By 2037, the propensity for the Chinese population to fly will more than triple from 0.4 trips per capita today to 1.4. Private consumption from a growing middle class (550 million people today to 1.15 billion by 2037) is expected to be the main driver of future air traffic growth. Today this private consumption accounts for 37 percent of the Chinese economy, a share that should rise to 43 percent by 2037.

With these strong growth drivers, China will become the lead country for passenger air traffic, for both domestic and international markets as passenger traffic for routes connecting China are forecast to grow well above the world average, at 6.3 percent over the next 20 years. Domestic China traffic has grown fourfold over the last 10 years with double digit growth rates and is expected to become the largest traffic flow in the next 10 years. International traffic from/to China has almost doubled over the last 10 years.
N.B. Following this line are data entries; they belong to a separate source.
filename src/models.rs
use serde::{Deserialize, Serialize};
use serde_json::{Map, Value};
use std::borrow::Cow;
use std::collections::BTreeMap;
use std::fmt;

/// A spreadsheet cell as read, before normalization.
#[derive(Debug, Clone, PartialEq, Serialize, Deserialize)]
#[serde(tag = "type", content = "value", rename_all = "snake_case")]
pub enum CellValue {
    Empty,
    Text(String),
    Number(f64),
    /// Days since 1899-12-30 (spreadsheet date system)
    DateSerial(f64),
}

/// Header-keyed cells of one data row, in column order.
pub type RawRow = Vec<(String, CellValue)>;

/// Canonical value of a parsed field.
#[derive(Debug, Clone, PartialEq, Serialize, Deserialize)]
#[serde(untagged)]
pub enum FieldValue {
    Text(String),
    Number(f64),
}

impl FieldValue {
    pub fn as_text(&self) -> Cow<'_, str> {
        match self {
            FieldValue::Text(s) => Cow::Borrowed(s.as_str()),
            FieldValue::Number(n) => Cow::Owned(format_number(*n)),
        }
    }

    pub fn is_empty_text(&self) -> bool {
        matches!(self, FieldValue::Text(s) if s.is_empty())
    }
}

/// Renders integral floats without a trailing ".0" (phone numbers arrive as floats).
pub fn format_number(n: f64) -> String {
    if n.fract().abs() < f64::EPSILON && n.abs() < 1e15 {
        format!("{:.0}", n)
    } else {
        n.to_string()
    }
}

#[derive(Debug, Clone, PartialEq, Serialize, Deserialize)]
pub struct ParsedRecord {
    /// Zero-based offset within the data rows (header excluded).
    pub key: usize,
    pub fields: BTreeMap<String, FieldValue>,
}

impl ParsedRecord {
    pub fn get(&self, field: &str) -> Option<&FieldValue> {
        self.fields.get(field)
    }

    pub fn text(&self, field: &str) -> Option<Cow<'_, str>> {
        self.fields.get(field).map(FieldValue::as_text)
    }

    /// The field is present and not blank after trimming.
    pub fn is_supplied(&self, field: &str) -> bool {
        self.text(field)
            .map(|value| !value.trim().is_empty())
            .unwrap_or(false)
    }

    /// Row number as a spreadsheet user sees it (1-based, after the header).
    pub fn display_row(&self) -> usize {
        self.key + 2
    }
}

/// One row's validation messages.
#[derive(Debug, Clone, PartialEq, Eq, Serialize, Deserialize)]
pub struct RowErrors {
    pub row: usize,
    pub errors: Vec<String>,
}

#[derive(Debug, Clone, PartialEq, Eq, Serialize, Deserialize)]
pub struct Block {
    pub block_id: Value,
    pub block_name: String,
}

/// Backend-ready projection of a valid record.
#[derive(Debug, Clone, Default, PartialEq, Serialize, Deserialize)]
#[serde(transparent)]
pub struct ImportRecord(pub Map<String, Value>);

impl ImportRecord {
    pub fn get(&self, field: &str) -> Option<&Value> {
        self.0.get(field)
    }

    pub fn contains(&self, field: &str) -> bool {
        self.0.contains_key(field)
    }
}

#[derive(Debug, Clone, Serialize, Deserialize)]
pub struct ImportRequest {
    pub users: Vec<ImportRecord>,
}

#[derive(Debug, Clone, Default, PartialEq, Serialize, Deserialize)]
pub struct ImportResult {
    #[serde(default)]
    pub successful: Vec<ImportRecord>,
    #[serde(default)]
    pub failed: Vec<FailedImport>,
}

#[derive(Debug, Clone, PartialEq, Serialize, Deserialize)]
pub struct FailedImport {
    pub user: Value,
    pub error: String,
}

impl FailedImport {
    /// Value identifying a failed record, usually its email.
    pub fn identifier(&self) -> String {
        for field in ["email", "name", "phone"] {
            match self.user.get(field) {
                Some(Value::String(s)) if !s.trim().is_empty() => return s.clone(),
                Some(Value::Number(n)) => return n.to_string(),
                _ => {}
            }
        }
        self.user.to_string()
    }
}

#[derive(Debug, Clone, Serialize, Deserialize)]
pub struct AppError {
    pub message: String,
}

impl AppError {
    pub fn new(message: impl Into<String>) -> Self {
        Self {
            message: message.into(),
        }
    }
}

impl fmt::Display for AppError {
    fn fmt(&self, f: &mut fmt::Formatter<'_>) -> fmt::Result {
        write!(f, "{}", self.message)
    }
}

impl std::error::Error for AppError {}
pub mod client;
pub mod config;
pub mod exporters;
pub mod models;
pub mod parsers;
pub mod processors;
pub mod reporter;
pub mod utils;
pub mod validators;
pub mod wizard;

#[cfg(feature = "desktop")]
mod desktop;

#[cfg(feature = "desktop")]
pub use desktop::run;
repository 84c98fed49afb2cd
// Handles configuration loading, saving, and defaults.
use anyhow::{anyhow, Context, Result};
use directories::ProjectDirs;
use serde::{Deserialize, Serialize};
use std::env;
use std::fs;
use std::path::{Path, PathBuf};
use std::time::Duration;

use crate::client::ApiContext;

pub const BASE_URL_ENV: &str = "TENANTIMPORT_BASE_URL";
pub const TOKEN_ENV: &str = "TENANTIMPORT_TOKEN";

fn default_timeout_secs() -> u64 {
    30
}

#[derive(Deserialize, Serialize, Clone, Debug, PartialEq, Eq)]
pub struct ApiConfig {
    #[serde(default)]
    pub base_url: String,
    #[serde(default)]
    pub tenant_id: String,
    #[serde(default)]
    pub admin_id: String,
    #[serde(default)]
    pub token: Option<String>,
    #[serde(default = "default_timeout_secs")]
    pub timeout_secs: u64,
}

impl Default for ApiConfig {
    fn default() -> Self {
        Self {
            base_url: String::new(),
            tenant_id: String::new(),
            admin_id: String::new(),
            token: None,
            // Match the serde default
            timeout_secs: 30,
        }
    }
}

#[derive(Deserialize, Serialize, Clone, Debug, Default, PartialEq, Eq)]
pub struct Config {
    #[serde(default)]
    pub api: ApiConfig,
}

impl Config {
    /// `<config dir>/tenantimport/config.toml` for the current platform.
    pub fn default_path() -> Result<PathBuf> {
        let dirs = ProjectDirs::from("", "", "tenantimport")
            .ok_or_else(|| anyhow!("Could not determine the configuration directory"))?;
        Ok(dirs.config_dir().join("config.toml"))
    }

    /// Load the configuration from `path`. A missing file yields defaults.
    pub fn load(path: &Path) -> Result<Self> {
        if !path.exists() {
            return Ok(Self::default());
        }

        let contents = fs::read_to_string(path)
            .with_context(|| format!("Failed to read config file '{}'", path.display()))?;

        toml::from_str(&contents)
            .with_context(|| format!("Failed to parse config file '{}'", path.display()))
    }

    /// Load from `path` (or the default location) and apply environment overrides.
    pub fn resolve(path: Option<&Path>) -> Result<Self> {
        let path = match path {
            Some(path) => path.to_path_buf(),
            None => Self::default_path()?,
        };
        let mut config = Self::load(&path)?;
        config.apply_env_overrides(|key| env::var(key).ok());
        Ok(config)
    }

    fn apply_env_overrides(&mut self, lookup: impl Fn(&str) -> Option<String>) {
        if let Some(url) = lookup(BASE_URL_ENV).filter(|v| !v.is_empty()) {
            self.api.base_url = url;
        }
        if let Some(token) = lookup(TOKEN_ENV).filter(|v| !v.is_empty()) {
            self.api.token = Some(token);
        }
    }

    pub fn save(&self, path: &Path) -> Result<()> {
        if let Some(parent) = path.parent() {
            fs::create_dir_all(parent)
                .with_context(|| format!("Failed to create '{}'", parent.display()))?;
        }
        let toml_str = toml::to_string_pretty(self)?;
        fs::write(path, toml_str)
            .with_context(|| format!("Failed to write config file '{}'", path.display()))?;
        Ok(())
    }

    /// Load `path`, apply `edit` to the API section, and write it back.
    pub fn update_api(path: &Path, edit: impl FnOnce(&mut ApiConfig)) -> Result<Self> {
        let mut config = Self::load(path)?;
        edit(&mut config.api);
        config.save(path)?;
        Ok(config)
    }

    pub fn api_context(&self) -> ApiContext {
        ApiContext {
            base_url: self.api.base_url.clone(),
            tenant_id: self.api.tenant_id.clone(),
            admin_id: self.api.admin_id.clone(),
            token: self.api.token.clone(),
        }
    }

    pub fn timeout(&self) -> Duration {
        Duration::from_secs(self.api.timeout_secs)
    }
}
use std::path::Path;

use csv::ReaderBuilder;

use crate::models::CellValue;

use super::ParseFailure;

pub fn read_csv_rows(path: &Path) -> Result<Vec<Vec<CellValue>>, ParseFailure> {
    let mut reader = ReaderBuilder::new()
        .has_headers(false)
        .flexible(true)
        .from_path(path)
        .map_err(|err| ParseFailure::new(format!("Failed to read the CSV file: {err}")))?;

    let mut rows: Vec<Vec<CellValue>> = Vec::new();
    for record in reader.records() {
        let record =
            record.map_err(|err| ParseFailure::new(format!("Failed to parse the CSV file: {err}")))?;
        rows.push(record.iter().map(to_cell_value).collect());
    }

    // spreadsheet tools prefix UTF-8 CSV with a BOM
    if let Some(CellValue::Text(first)) = rows.first_mut().and_then(|row| row.first_mut()) {
        *first = first.trim_start_matches('\u{FEFF}').to_string();
    }

    Ok(rows)
}

fn to_cell_value(cell: &str) -> CellValue {
    if cell.is_empty() {
        CellValue::Empty
    } else {
        CellValue::Text(cell.to_string())
    }
}
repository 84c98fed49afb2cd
fn main() {
    #[cfg(feature = "desktop")]
    tauri_build::build();
}
/// Columns every import file must carry.
pub const MANDATORY_HEADERS: [&str; 4] = ["name", "email", "password", "phone"];

/// Columns the backend understands beyond the mandatory ones.
pub const OPTIONAL_HEADERS: [&str; 8] = [
    "block_name",
    "room_number",
    "dob",
    "gender",
    "emergency_number_one",
    "emergency_number_two",
    "tariff_id",
    "advance",
];

/// Columns whose cells are coerced to trimmed strings while parsing.
pub const PHONE_LIKE_HEADERS: [&str; 5] = [
    "phone",
    "emergency_number_one",
    "emergency_number_two",
    "block_name",
    "room_number",
];

/// Normalizes a header: trims, lowercases, joins whitespace runs with `_`.
pub fn normalize_header(raw: &str) -> String {
    raw.split_whitespace()
        .collect::<Vec<_>>()
        .join("_")
        .to_lowercase()
}

/// Mandatory columns absent from `headers`, in mandatory order.
pub fn missing_mandatory_headers(headers: &[String]) -> Vec<&'static str> {
    MANDATORY_HEADERS
        .iter()
        .copied()
        .filter(|required| !headers.iter().any(|h| h == required))
        .collect()
}

/// Full template header row: mandatory columns first, then optional ones.
pub fn template_headers() -> Vec<&'static str> {
    MANDATORY_HEADERS
        .iter()
        .chain(OPTIONAL_HEADERS.iter())
        .copied()
        .collect()
}

pub fn is_phone_like(header: &str) -> bool {
    PHONE_LIKE_HEADERS.contains(&header)
}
With aviation continuing to prove an extremely efficient way to move people and goods around the country, domestic air traffic in China will become the world’s number one traffic flow, tripling from today’s already impressive levels. Flows between China and the USA, Europe and Asia-Pacific are expected to be amongst the fastest growing globally, with average annual growth rates of 5.7 percent, 4.9 percent and 5.9 percent respectively. Between 2018 and 2037, the average annual growth rate for all international traffic from/to mainland China is forecast to be 6.3 percent.